Who's more posthuman: Zombies or Vampires?

Image by Ben Douglass

And as we've pointed out before, actual posthumanity could really suck — if you have cyberimplants, you're bound to download some bad code or a glitchy service pack into your head. If you have genetically engineered super-organs, you're just asking for new and exciting diseases. And so on. So it's good that both zombies and vampires are adding some more realistic downsides to our posthuman dream.

So which undead terror is more posthuman: Vampires or zombies? Let's consider the criteria of posthumanity.
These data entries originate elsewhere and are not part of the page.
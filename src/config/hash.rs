//! Configuration hashing for change detection.
//!
//! Hashes are used to show which configuration a plan was built from and to
//! detect whether a recorded resource still matches the requested one.

use serde::Serialize;
use sha2::{Digest, Sha256};

use super::cluster::ClusterConfig;

/// Hasher for computing configuration hashes.
#[derive(Debug, Default)]
pub struct ConfigHasher;

impl ConfigHasher {
    /// Creates a new configuration hasher.
    #[must_use]
    pub const fn new() -> Self {
        Self
    }

    /// Computes a hash of the entire cluster configuration.
    ///
    /// Every string is length-prefixed and every list carries its item
    /// count, so no value can shift into a neighbouring field unnoticed.
    #[must_use]
    pub fn hash_config(&self, config: &ClusterConfig) -> String {
        let mut hasher = Sha256::new();

        // Identity
        for name in [
            &config.vpc_name,
            &config.cluster_name,
            &config.role_name,
            &config.instance_profile_name,
            &config.node_group_name,
            &config.autoscaling_group_name,
        ] {
            update_str(&mut hasher, name);
        }

        // Capacity
        hasher.update(config.initial_nodes.to_be_bytes());
        hasher.update(config.min_nodes.to_be_bytes());
        hasher.update(config.max_nodes.to_be_bytes());

        // Flags
        for flag in [
            config.create_public_ips,
            config.private_endpoint,
            config.public_endpoint,
            config.fargate,
            config.skip_default_node_group,
            config.use_dashboard,
        ] {
            hasher.update([u8::from(flag)]);
        }

        // Lists keep their configured order
        for list in [&config.security_group_tags, &config.log_types] {
            hasher.update((list.len() as u64).to_be_bytes());
            for item in list {
                update_str(&mut hasher, item);
            }
        }

        for value in [
            &config.kubernetes_version,
            &config.instance_type_name,
            &config.ami_id,
        ] {
            update_str(&mut hasher, value);
        }

        hex::encode(hasher.finalize())
    }

    /// Computes a hash of any serializable resource description.
    #[must_use]
    pub fn hash_spec<T: Serialize>(&self, spec: &T) -> String {
        let bytes = serde_json::to_vec(spec).unwrap_or_default();
        hex::encode(Sha256::digest(&bytes))
    }

    /// Computes a short hash (first 8 characters) for display purposes.
    #[must_use]
    pub fn short_hash(&self, hash: &str) -> String {
        hash.chars().take(8).collect()
    }
}

fn update_str(hasher: &mut Sha256, value: &str) {
    hasher.update((value.len() as u64).to_be_bytes());
    hasher.update(value.as_bytes());
}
1) Sexiness. Posthumans have to be sexy, according to our limited human ideals of sexiness. Sure, a true posthuman would probably regard our sexuality as quaint and antiquated, and probably would only have sex with rhombuses or something. But it doesn't matter — since we're the ones imagining posthumans right now, we want them to be sexier. And clearly, vampires are sexy in a way that zombies just aren't. (Sorry, Zombie Strippers.)
Advantage: Vampires.

2) Quasi-immortality. This is really the point of posthumanity, for a lot of people. Not actual immortality, necessarily, but something close to it. Being very, very hard to kill. Like, if you destroy my physical body, I'll just download my brain from a backup, into a new (and sexy) body. Or I'll regrow all of the destroyed bits thanks to nanotechnology. Or I'll just relocate my consciousness to one of my five other selves, running around the place. And here's where zombies have a bit of an advantage: They're the hardest of all to kill. You can stake a vampire, but a zombie will hardly notice a stake through the heart. (Of course, decapitation kills everybody, in most versions.)
Advantage: Zombies.

3) Modular bodies or multiple bodies. The standard human body is so limited, what with having two of everything except mouths and noses and junk. Once we've transcended humanity, we'll want to have more genitals, and maybe fewer ears. We'll be able to have multiple bodies (see above) or turn ourselves into tanks, like in Charles Stross' Glasshouse. We'll be able to take off limbs and add limbs, or change our gender, or reassemble ourselves into new forms. This is another point for zombies, who can lose limbs without even blinking. And if you think of zombies as a collective force rather than individuals, then they have multiple bodies as well. Vampires only keep their standard human body type, for the most part.
Advantage: Zombies.

4) Super-intelligence. Just being able to hack your body isn't enough — most of us want to hack our brains, too. We want to be able to remember loads of stuff, and extend our mental capacity beyond our meat brains into an enhanced virtual brain space. We want to be able to write poems in our sleep — literally — and solve huge problems in an eyeblink. We want to be artificially enhanced supergeniuses. And while neither zombies nor vampires are usually depicted as crazy smart, I think we all know which one comes closer.
Advantage: Vampires.

5) A postmodern identity that goes beyond our current limited ideas of selfhood, a la Donna Haraway. In her influential Cyborg Manifesto (which you can read here) Haraway argues for "pleasure in the confusion of boundaries and for responsibility in their construction." She's talking more about cyborgs than other types of posthumans, but people have applied her ideas to all sorts of enhanced people — especially the idea that growing past regular humanity means leaving behind traditional divisions between people and identities. And here's another area where zombies have an advantage. After a while, zombies become totally postmodern, lacking any gender or race or other cultural signifiers. As their clothes and skin slowly rot away, the zombies lose any sense of individuality or selfhood, becoming just a killing mob.
Advantage: Zombies.

So yeah, I think zombies win out, in the end, in the struggle for posthuman excellence.